L’inchiesta sulla mobilitazione “Pro Palestina” a Torino, culminata in 18 richieste di misure cautelari – tra obblighi di firma e divieti di dimora – apre un dibattito complesso sulla libertà di espressione, l’esercizio del dissenso e i confini della legalità in un contesto politico polarizzato.
Le indagini, ora al vaglio del Giudice per le Indagini Preliminari, riguardano quattro specifiche manifestazioni avvenute tra novembre e dicembre 2024, con un’attenzione particolare all’occupazione del 13 novembre presso la sede Leonardo Spa, un evento che ha catalizzato l’attenzione delle autorità.
I destinatari delle richieste di misure cautelari, per la maggior parte giovani e giovanissimi, descritti come esponenti di comitati studenteschi o figure autonome, risultano incensurati, sollevando interrogativi sull’opportunità di applicare misure così restrittive a soggetti privi di precedenti penali.
Le contestazioni spaziano dalla violenza privata, in riferimento agli eventi legati alla Leonardo e alla Mole Antonelliana, a episodi di resistenza a pubblico ufficiale e, in un caso specifico, oltraggio agli agenti di polizia.
La mobilitazione “Pro Palestina”, più che una semplice protesta, si è configurata come una piattaforma di solidarietà verso la popolazione palestinese, intrecciando questo impegno con una critica approfondita delle politiche governative, percepite come responsabili di un contesto internazionale problematico.
Il corteo del 29 novembre, con la sua progressione dalla prefettura alla stazione Porta Nuova, e l’azione del 13 dicembre, hanno contribuito a definire un quadro di crescente tensione tra manifestanti e forze dell’ordine, con episodi di tafferugli che hanno innescato l’indagine.
Le difese degli indagati, fin da subito, hanno contestato la ricostruzione dei fatti presentata dalla Digos e dalla Procura, sottolineando la mancanza di elementi che giustifichino l’applicazione di misure cautelari.
L’incensuratezza degli indagati è stata avanzata come argomento a favore della loro libertà, unitamente alla considerazione che i divieti di dimora imposti, in molti casi, colpirebbero persone stabilmente residenti a Torino per motivi di studio o lavoro, rendendo la misura sproporzionata e di fatto limitativa della loro capacità di proseguire le attività quotidiane.

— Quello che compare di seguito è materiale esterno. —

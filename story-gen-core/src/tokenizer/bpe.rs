use super::merges::{MergeTable, PairMerge};
use super::vocab::{
	END_OF_TEXT_ID, END_OF_TEXT_TOKEN, END_OF_WORD_MARKER, START_OF_TEXT_TOKEN, TokenId,
	UNKNOWN_ID, UNKNOWN_TOKEN, Vocabulary,
};
use crate::corpus::{Corpus, TokenizedCorpus};

/// Splits a word into its base symbols: one per character, with the
/// end-of-word marker fused onto the final one.
pub(crate) fn word_symbols(word: &str) -> Vec<String> {
	let mut symbols: Vec<String> = word.chars().map(String::from).collect();
	if let Some(last) = symbols.last_mut() {
		last.push_str(END_OF_WORD_MARKER);
	}
	symbols
}

/// A trained BPE tokenizer: frozen vocabulary plus ranked merge rules.
///
/// # Responsibilities
/// - Encode arbitrary text to token ids, applying merges in learned-rank
///   order so encoding matches how the vocabulary was built
/// - Decode token ids back to text, restoring word boundaries
/// - Tokenize a whole corpus, terminating each story with the end-of-text id
///
/// # Invariants
/// - Encoding never fails: symbols unseen at training time map to the
///   reserved unknown id
/// - All state is read-only after construction; concurrent use needs no
///   synchronization
#[derive(Clone, Debug)]
pub struct BpeTokenizer {
	vocab: Vocabulary,
	merges: MergeTable,
}

impl BpeTokenizer {
	pub fn new(vocab: Vocabulary, merges: MergeTable) -> Self {
		Self { vocab, merges }
	}

	pub fn vocab(&self) -> &Vocabulary {
		&self.vocab
	}

	pub fn merges(&self) -> &MergeTable {
		&self.merges
	}

	/// Encodes text to token ids.
	///
	/// Text is split into words on whitespace; each word is encoded
	/// independently, so consecutive whitespace collapses. Unknown base
	/// symbols degrade to the unknown token id.
	pub fn encode(&self, text: &str) -> Vec<TokenId> {
		let mut out = Vec::new();
		for word in text.split_whitespace() {
			self.encode_word(word, &mut out);
		}
		out
	}

	/// Applies merge rules to one word, lowest rank first, until none match.
	fn encode_word(&self, word: &str, out: &mut Vec<TokenId>) {
		let mut ids: Vec<TokenId> = word_symbols(word)
			.iter()
			.map(|symbol| self.vocab.id_of(symbol).unwrap_or(UNKNOWN_ID))
			.collect();

		loop {
			// Lowest-rank rule applicable to any adjacent pair.
			let mut best: Option<(PairMerge, (TokenId, TokenId))> = None;
			for pair in ids.windows(2) {
				if let Some(merge) = self.merges.lookup(pair[0], pair[1]) {
					if best.is_none_or(|(current, _)| merge.rank < current.rank) {
						best = Some((merge, (pair[0], pair[1])));
					}
				}
			}
			let Some((merge, (left, right))) = best else { break };

			// Replace every occurrence, left to right, non-overlapping.
			let mut rewritten = Vec::with_capacity(ids.len());
			let mut i = 0;
			while i < ids.len() {
				if i + 1 < ids.len() && ids[i] == left && ids[i + 1] == right {
					rewritten.push(merge.output);
					i += 2;
				} else {
					rewritten.push(ids[i]);
					i += 1;
				}
			}
			ids = rewritten;
		}

		out.extend(ids);
	}

	/// Decodes token ids back to text.
	///
	/// Tokens carrying the end-of-word marker contribute their stem plus a
	/// single space; the start- and end-of-text control tokens are skipped;
	/// ids outside the vocabulary degrade to the unknown token string.
	pub fn decode(&self, ids: &[TokenId]) -> String {
		let mut out = String::new();
		for &id in ids {
			let token = self.vocab.token(id).unwrap_or(UNKNOWN_TOKEN);
			if token == START_OF_TEXT_TOKEN || token == END_OF_TEXT_TOKEN {
				continue;
			}
			if let Some(stem) = token.strip_suffix(END_OF_WORD_MARKER) {
				out.push_str(stem);
				out.push(' ');
			} else {
				out.push_str(token);
			}
		}
		out.truncate(out.trim_end().len());
		out
	}

	/// Tokenizes a corpus, appending the end-of-text id after each story.
	pub fn encode_corpus(&self, corpus: &Corpus) -> TokenizedCorpus {
		let stories = corpus
			.stories()
			.iter()
			.map(|story| {
				let mut ids = self.encode(story);
				ids.push(END_OF_TEXT_ID);
				ids
			})
			.collect();
		TokenizedCorpus::new(stories)
	}
}

#[cfg(test)]
mod tests {
	use super::*;
	use crate::tokenizer::trainer::BpeTrainer;
	use crate::tokenizer::vocab::START_OF_TEXT_ID;

	fn trained(text: &str, target: usize) -> BpeTokenizer {
		BpeTrainer::new(target).train(&Corpus::from_text(text)).unwrap()
	}

	#[test]
	fn word_symbols_marks_final_character() {
		assert_eq!(word_symbols("ab"), ["a", "b</w>"]);
		assert_eq!(word_symbols("x"), ["x</w>"]);
		assert!(word_symbols("").is_empty());
	}

	#[test]
	fn round_trip_over_training_alphabet() {
		let tokenizer = trained("ایک بار کا ذکر ہے ایک بار", 40);
		let decoded = tokenizer.decode(&tokenizer.encode("ایک بار کا ذکر"));
		assert_eq!(decoded, "ایک بار کا ذکر");
	}

	#[test]
	fn round_trip_normalizes_whitespace() {
		let tokenizer = trained("ایک بار ایک بار", 30);
		let decoded = tokenizer.decode(&tokenizer.encode("ایک   بار\n\tایک"));
		assert_eq!(decoded, "ایک بار ایک");
	}

	#[test]
	fn unknown_symbols_map_to_unknown_id() {
		let tokenizer = trained("aa bb aa", 20);
		let ids = tokenizer.encode("zz");
		assert_eq!(ids, vec![UNKNOWN_ID, UNKNOWN_ID]);
	}

	#[test]
	fn encode_never_fails_on_arbitrary_input() {
		let tokenizer = trained("aa bb", 10);
		// Mixed known and unknown symbols, punctuation, emoji.
		let ids = tokenizer.encode("aa £7 🙂 bb");
		assert!(!ids.is_empty());
	}

	#[test]
	fn decode_skips_control_tokens() {
		let tokenizer = trained("aa bb aa", 20);
		let mut ids = vec![START_OF_TEXT_ID, START_OF_TEXT_ID];
		ids.extend(tokenizer.encode("aa"));
		ids.push(END_OF_TEXT_ID);
		assert_eq!(tokenizer.decode(&ids), "aa");
	}

	#[test]
	fn decode_renders_out_of_range_ids_as_unknown() {
		let tokenizer = trained("aa", 10);
		let text = tokenizer.decode(&[9999]);
		assert_eq!(text, UNKNOWN_TOKEN);
	}

	#[test]
	fn encode_corpus_terminates_stories() {
		let tokenizer = trained("aa bb", 20);
		let corpus = Corpus::from_text(&format!("aa{}bb", crate::corpus::STORY_SEPARATOR));
		let tokenized = tokenizer.encode_corpus(&corpus);
		assert_eq!(tokenized.stories().len(), 2);
		for story in tokenized.stories() {
			assert_eq!(story.last(), Some(&END_OF_TEXT_ID));
		}
	}
}
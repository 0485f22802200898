//! Statistical text generation engine for Urdu stories.
//!
//! This crate provides the training and inference core of the system:
//! - Byte-pair-encoding (BPE) subword tokenizer (training, encode, decode)
//! - Trigram language model with count-based back-off
//! - Temperature-controlled, optionally seeded sampling generator
//! - Binary persistence of the trained artifact and the tokenized-corpus cache
//!
//! Only the high-level API is exposed publicly. The serving layer is expected
//! to validate request parameters before calling into this crate; the engine
//! itself knows nothing about HTTP or request formats.

/// Corpus loading: pre-cleaned text in, story list out.
///
/// Independent of the tokenizer and the model.
pub mod corpus;

/// BPE tokenizer: vocabulary, merge rules, training and encode/decode.
pub mod tokenizer;

/// Trigram language model and the sampling generator.
pub mod model;

/// Persistence of trained artifacts and the tokenized-corpus cache.
pub mod artifact;

/// I/O utilities (file loading, path helpers).
///
/// Not exposed
pub(crate) mod io;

L’inchiesta si inserisce in un contesto più ampio di indagini su altre manifestazioni antagoniste, con ulteriori sette richieste di misure cautelari già formulate nel luglio precedente, relative a eventi verificatisi nel corso del 2023 e 2024.
L’udienza di interrogatorio, recentemente conclusa, ha visto il Giudice per le Indagini Preliminari riservarsi la decisione, lasciando in sospeso il destino di questi giovani attivisti e sollevando interrogativi fondamentali sul delicato equilibrio tra il diritto di manifestare e i limiti imposti dalla legge.
Il caso, di fatto, si configura come un termometro delle tensioni sociali e politiche che attraversano la città di Torino, ponendo al centro un confronto cruciale tra libertà di espressione, sicurezza pubblica e il ruolo delle istituzioni nel garantire il rispetto dei diritti fondamentali.